The UM "facts team", which responds to those who publicly criticise the organisation, includes former legal academic Alison Greig.
Her husband, Brisbane barrister Charles Wilson, was also on the "facts team" until last year, but was not part of it when the man's details were published.
UM has denied it is a cult, citing the large number of health professionals among its membership.
the range of individuals who can be attracted to cults
Eight doctors have publicly endorsed UM, along with four dentists and 17 allied health practitioners across pharmacy, physiotherapy and psychology.
Mr Benhayon encourages followers to adopt strict lifestyle measures around diet, sleep, sex and even books and music.
Dr Kim has written online about consulting Mr Benhayon over the underlying cause of a minor eye condition.

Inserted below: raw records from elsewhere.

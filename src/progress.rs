//! Progress plots for optimization runs.

use std::path::{Path, PathBuf};

use indicatif::{ProgressBar, ProgressStyle};
use rayon::prelude::*;
use tracing::{debug, info};

use crate::error::Result;
use crate::figure::{Figure, ImageFormat, Output};
use crate::options::PlotOptions;
use crate::results::{Results, RunSeries};

/// Algorithm plotted when the caller does not pick one.
pub const DEFAULT_ALGORITHM: &str = "RW";

/// Upper end of the iteration axis when the caller does not pick one.
pub const DEFAULT_ITERATIONS: usize = 200;

/// Pixel size of the state/cost subplot pair.
pub const SINGLE_RUN_SIZE: (u32, u32) = (1200, 600);

/// Apply `options` to the current panel, enable its legend and show the figure.
pub fn configure_and_show(figure: &mut Figure, options: &PlotOptions, output: &Output) -> Result<()> {
    configure(figure, options, false)?;
    figure.show(output)
}

/// Like [`configure_and_show`], optionally adding a color bar first.
///
/// Fails with [`crate::PlotError::NoColorMapping`] before anything is written
/// when `colorbar` is set and the current panel has no color-mapped artist.
pub fn configure_and_show_with_colorbar(
    figure: &mut Figure,
    options: &PlotOptions,
    colorbar: bool,
    output: &Output,
) -> Result<()> {
    configure(figure, options, colorbar)?;
    figure.show(output)
}

fn configure(figure: &mut Figure, options: &PlotOptions, colorbar: bool) -> Result<()> {
    let axes = figure.gca();
    options.apply(axes);
    if colorbar {
        axes.colorbar()?;
    }
    axes.legend();
    Ok(())
}

/// Build the state (left) and cost (right) panels for one run.
pub fn single_run_figure(series: &RunSeries, algorithm: &str, num_iterations: usize) -> Figure {
    let mut figure = Figure::subplots(1, 2, SINGLE_RUN_SIZE);

    if let [left, right] = figure.panels_mut() {
        left.plot(series.against_iterations(&series.s_current), Some("sCurrent"));
        left.plot(series.against_iterations(&series.s_best), Some("sBest"));
        left.set_xlim(0.0, num_iterations as f64);
        left.set_xlabel("Iteration");
        left.set_ylabel("s Values");
        left.set_title(format!("{} Algorithm Single Run", algorithm));
        left.legend();

        right.plot(series.against_iterations(&series.cost_current), Some("costCurrent"));
        right.plot(series.against_iterations(&series.cost_best), Some("costBest"));
        right.set_xlim(0.0, num_iterations as f64);
        right.set_xlabel("Iteration");
        right.set_ylabel("Cost Values");
        right.set_title(format!("{} Algorithm Single Run - Cost Function", algorithm));
        right.legend();
    }

    figure.tight_layout();
    figure
}

/// Plot the first run of `algorithm` as a state/cost subplot pair.
pub fn plot_single_run(results: &Results, algorithm: &str, num_iterations: usize, output: &Output) -> Result<()> {
    let series = RunSeries::extract(results, algorithm)?;
    debug!(algorithm, points = series.len(), "extracted run series");
    single_run_figure(&series, algorithm, num_iterations).show(output)
}

/// Write one single-run figure per algorithm into `out_dir`.
///
/// Every key is extracted before anything is rendered. Figures are then
/// rendered in parallel. Returns the written paths in sorted key order.
pub fn plot_all_runs(
    results: &Results,
    num_iterations: usize,
    out_dir: &Path,
    format: ImageFormat,
) -> Result<Vec<PathBuf>> {
    let mut keys: Vec<&str> = results.keys().map(String::as_str).collect();
    keys.sort_unstable();

    let jobs = keys
        .iter()
        .map(|&key| -> Result<_> {
            let series = RunSeries::extract(results, key)?;
            let file_name = format!("{}_single_run.{}", file_stem(key), format.extension());
            Ok((key, series, Output::new(out_dir.join(file_name), format)))
        })
        .collect::<Result<Vec<_>>>()?;

    std::fs::create_dir_all(out_dir)?;

    let progress_bar = ProgressBar::new(jobs.len() as u64);
    progress_bar.set_style(
        ProgressStyle::default_bar()
            .template("[{elapsed_precise}] {bar:40.cyan/blue} {pos}/{len} {msg}")
            .unwrap_or_else(|_| ProgressStyle::default_bar())
            .progress_chars("##-"),
    );

    let paths = jobs
        .par_iter()
        .map(|(key, series, output)| -> Result<PathBuf> {
            single_run_figure(series, key, num_iterations).show(output)?;
            progress_bar.inc(1);
            Ok(output.path().to_path_buf())
        })
        .collect::<Result<Vec<_>>>()?;

    progress_bar.finish_with_message("done");
    info!(count = paths.len(), dir = %out_dir.display(), "single-run figures written");
    Ok(paths)
}

// Keep algorithm tags usable as file names.
fn file_stem(key: &str) -> String {
    key.chars()
        .map(|c| if c.is_ascii_alphanumeric() || c == '-' || c == '_' { c } else { '_' })
        .collect()
}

"I felt that there was a deeper meaning to this so I consulted Serge Benhayon who generously offered his Reading (sic)," he said.
Professor Dwyer, a former head of immunology at Yale University, said it was "fascinating just to see the range of individuals who can be attracted to cults and this sort of thinking".
He said health professionals reprimanded in relation to UM had been given "very wishy-washy-type penalties and to date there's evidence that they ... continue to support Universal Medicine".
Mr Wilson declined to comment. Ms Greig and Dr Kim did not respond to the ABC.
Mr Benhayon told the ABC: "I've got nothing to say to you".